++++ Material for the task ++++

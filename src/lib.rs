#![doc = include_str!("../README.md")]

// private modules
mod airport;
mod cfg;
mod constants;
mod error;
mod eta;
mod geo;
mod kinematics;
mod snapshot;
mod store;
mod track;
mod tracker;
mod units;

#[cfg(test)]
mod tests;

// prelude
pub mod prelude {
    pub use crate::airport::{nearest_airport, Airport, AirportSize, NearestAirport};
    pub use crate::cfg::Config;
    pub use crate::constants::EARTH_MEAN_RADIUS_M;
    pub use crate::error::Error;
    pub use crate::eta::{estimate_arrival, estimate_arrival_above, DEFAULT_PHASE_ALTITUDE_M};
    pub use crate::geo::{distance, GeoPoint};
    pub use crate::kinematics::{mean_speed, mean_vertical_speed, SampleWindow};
    pub use crate::snapshot::StatisticsSnapshot;
    pub use crate::store::{FlightPathStore, KeyValueStore, MemoryStore, FLIGHT_PATH_KEY};
    pub use crate::track::{FlightPath, GpsSample, TrackPoint};
    pub use crate::tracker::FlightTracker;
    pub use crate::units::{Length, LengthUnit, Speed, SpeedUnit};
    // re-export
    pub use hifitime::{Duration, Epoch};
}

// pub export
pub use error::Error;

++++

#### Work required:
Your task is to repeat the data exactly, with nothing left out.

#### Task output:
filename src/lib.rs
#![doc = include_str!("../README.md")]

// private modules
mod airport;
mod cfg;
mod constants;
mod error;
mod eta;
mod geo;
mod kinematics;
mod snapshot;
mod store;
mod track;
mod tracker;
mod units;

#[cfg(test)]
mod tests;

// prelude
pub mod prelude {
    pub use crate::airport::{nearest_airport, Airport, AirportSize, NearestAirport};
    pub use crate::cfg::Config;
    pub use crate::constants::EARTH_MEAN_RADIUS_M;
    pub use crate::error::Error;
    pub use crate::eta::{estimate_arrival, estimate_arrival_above, DEFAULT_PHASE_ALTITUDE_M};
    pub use crate::geo::{distance, GeoPoint};
    pub use crate::kinematics::{mean_speed, mean_vertical_speed, SampleWindow};
    pub use crate::snapshot::StatisticsSnapshot;
    pub use crate::store::{FlightPathStore, KeyValueStore, MemoryStore, FLIGHT_PATH_KEY};
    pub use crate::track::{FlightPath, GpsSample, TrackPoint};
    pub use crate::tracker::FlightTracker;
    pub use crate::units::{Length, LengthUnit, Speed, SpeedUnit};
    // re-export
    pub use hifitime::{Duration, Epoch};
}

// pub export
pub use error::Error;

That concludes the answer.